7/11/2010

Timeless Abraxas

Woman and Man,

How fitting to refer to you as dramatically as that. Salute you by referring to your gender: generically. Not by your nationality or name, but instead, by one of the broadest definitions of your respective selves. I do that, of course, consciously, because I need as great an space as possible to get this idea out. This is an attempt at I am not sure what just quite yet. Perhaps, an attempt to share. Nothing else. An attempt to share.

Background: The text I enclose below was born on page #111 of a gift that I received on my 26th birthday: “Demian.” To date, one of the most special gifts I have ever received. Its significance is of such magnitude to me because Herman Hesse recounts recognition of self existence from the very moment of being child and infant. I did not think it possible to detail procedures, findings, conclusions at one point in time that is so distant to present and then speak to a man (me) in our times and ages in first person to the extent he does.

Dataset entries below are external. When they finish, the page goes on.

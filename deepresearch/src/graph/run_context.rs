//! Run context passed into nodes.
//!
//! Holds the runnable config, the resume value (set only when re-entering a paused
//! stage), the cancellation token for the whole run, and the optional stream sender.

use std::collections::HashSet;

use tokio::sync::mpsc;
use tokio_util::sync::CancellationToken;

use crate::memory::RunnableConfig;
use crate::stream::{StreamEvent, StreamMode};

use super::GraphState;

/// Run context passed into `Node::run_with_context`.
///
/// # Example
///
/// ```rust,ignore
/// let ctx = RunContext::<WorkflowState>::new(config).with_resume_value(json!({"action": "approve"}));
/// let outcome = graph.resume_with_context(ctx).await?;
/// ```
#[derive(Clone)]
pub struct RunContext<S>
where
    S: GraphState,
{
    /// Config for the current run (thread_id, checkpoint_id, user_id).
    pub config: RunnableConfig,
    /// Value supplied by the caller when resuming a paused stage. `None` on a normal run.
    pub resume_value: Option<serde_json::Value>,
    /// Cancels the run at the next suspension point. Child tokens are handed to stages.
    pub cancel: CancellationToken,
    /// Optional sender for streaming events.
    pub stream_tx: Option<mpsc::Sender<StreamEvent<S>>>,
    /// Enabled stream modes.
    pub stream_mode: HashSet<StreamMode>,
}

impl<S> RunContext<S>
where
    S: GraphState,
{
    pub fn new(config: RunnableConfig) -> Self {
        Self {
            config,
            resume_value: None,
            cancel: CancellationToken::new(),
            stream_tx: None,
            stream_mode: HashSet::new(),
        }
    }

    pub fn with_resume_value(mut self, value: serde_json::Value) -> Self {
        self.resume_value = Some(value);
        self
    }

    pub fn with_cancellation(mut self, cancel: CancellationToken) -> Self {
        self.cancel = cancel;
        self
    }

    pub fn with_stream(
        mut self,
        tx: mpsc::Sender<StreamEvent<S>>,
        modes: impl Into<HashSet<StreamMode>>,
    ) -> Self {
        self.stream_tx = Some(tx);
        self.stream_mode = modes.into();
        self
    }

    /// True when any of `modes` is enabled (and a stream sender is attached).
    pub fn streams_any(&self, modes: &[StreamMode]) -> bool {
        self.stream_tx.is_some() && modes.iter().any(|m| self.stream_mode.contains(m))
    }

    /// Sends an event when a sender is attached. A dropped receiver is ignored.
    pub async fn emit(&self, event: StreamEvent<S>) {
        if let Some(tx) = &self.stream_tx {
            let _ = tx.send(event).await;
        }
    }

    /// Context handed to one stage invocation: same config and stream, child cancel token.
    pub(crate) fn for_stage(&self) -> Self {
        Self {
            config: self.config.clone(),
            resume_value: self.resume_value.clone(),
            cancel: self.cancel.child_token(),
            stream_tx: self.stream_tx.clone(),
            stream_mode: self.stream_mode.clone(),
        }
    }
}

I felt I ought not keep this to myself. It would be tragedy to retain it, a simple reaction that is also egocentric. Sharing it does mean singling out a particular piece of literature from an entire work of art. A book from a shelf. A name, to be a point of reference to you. It also means putting forth a thought. This may be telling of what my psyche and mind currently find relevant when it may not necessarily be the case in eternity. It happens now, it is now, and the question of importance may or may not decay. I have felt, though, it is permanent. Relevance, I feel, shifts as we grow older, wiser, and become different from what we were. This text and conclusion seems, however, timeless to me at present and so I share it.

Dilemma-S: I have fought with the button for many reasons. One, I admire your intellects and singling out one particular text has to be telling and purposeful. You are well read, well felt, well lived. What can I teach you? Is this text relevant enough? I have asked these questions to myself many times. Two, a long time ago, I buried the notion of destiny as important to understand existence. I buried it as soon as I learned the concept of dialectia and swept aside my once beloved pre-Socratic school. Because I am optimistic in general, fate is in particular a very difficult concept for me to grasp or assign any validity to. In a way, I always felt fate assigns us to a powerless way of being. Three, and most importantly, Demian says more than the below. It is so much more. How dare I just choose, pick, and send.

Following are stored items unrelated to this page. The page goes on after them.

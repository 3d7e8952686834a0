//! State graph: nodes, edges, conditional routing and fan-out; compile, then invoke.
//!
//! `StateGraph` builds, `CompiledStateGraph` runs. Stages return partial updates
//! that the engine folds into the shared state with `merge`.

mod compile_error;
mod compiled;
mod conditional;
mod interrupt;
mod logging;
mod next;
mod node;
mod run_context;
pub(crate) mod state;
mod state_graph;

pub use compile_error::CompilationError;
pub use compiled::{CompiledStateGraph, RunOutcome, StateSnapshot};
pub use conditional::{ConditionalRouter, ConditionalRouterFn, NextEntry};
pub use interrupt::{GraphInterrupt, Interrupt};
pub use logging::{
    log_fan_in, log_fan_out, log_graph_complete, log_graph_error, log_graph_interrupted,
    log_graph_start, log_node_complete, log_node_start, log_stage_failure,
};
pub use next::{Dispatch, Next, Route};
pub use node::Node;
pub use run_context::RunContext;
pub use state::{merge, GraphState, MergePolicy};
pub use state_graph::{StateGraph, DEFAULT_STEP_LIMIT, END, START};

Conclusion: I should dare. This book has given me blind hope. It has re-introduced me to me on a new physical, intellectual, and visceral life challenge. That is: “I am here to find the path to myself”. Finding the path to myself, in all, has been what I am here to do. I understand it now: fully. It is not an excuse but rather the greatest challenge.

Read away. Find the meaning of Abraxas. Find Abraxas. Anyhow… here goes. From Herman Hesse to you:

“At this point a sharp realization burned within me: each man has his “function” but none which he can choose himself, define or perform as he pleases. It was wrong to desire new gods, completely wrong to want to provide the world with something. An enlightened man had but one duty – to seek the way to himself, to reach inner certainty, to grope his way forward, no matter where it led. The realization shook me profoundly, it was the fruit of this experience. I had often speculated with images of the future, dreamed of roles that I might be assigned, perhaps as poet or prophet or painter, or something similar.

All that was futile. I did not exist to write poems, to preach or to paint, neither I nor anyone else. All of that was incidental. Each man had only one genuine vocation – to find the way to himself. He might end up as poet or madman, as prophet or criminal – that was not his affair, ultimately it was of no concern. His task was to discover his own destiny – not an arbitrary one – and live it out wholly and resolutely within himself. Everything else was only a would-be existence, an attempt of evasion, a flight back to the ideals of the masses, conformity and fear of one’s own inwardness. The new vision roles up before me, glimpsed a hundred times, possibly even expressed before but now experienced for the first time by me. I was an experiment on the part of Nature, a gamble within the unknown, perhaps for a new purpose, perhaps for nothing, and my only task was to allow this game on the part of primeval depths to take its course, to feel its will within me and make it wholly mine. That or nothing!”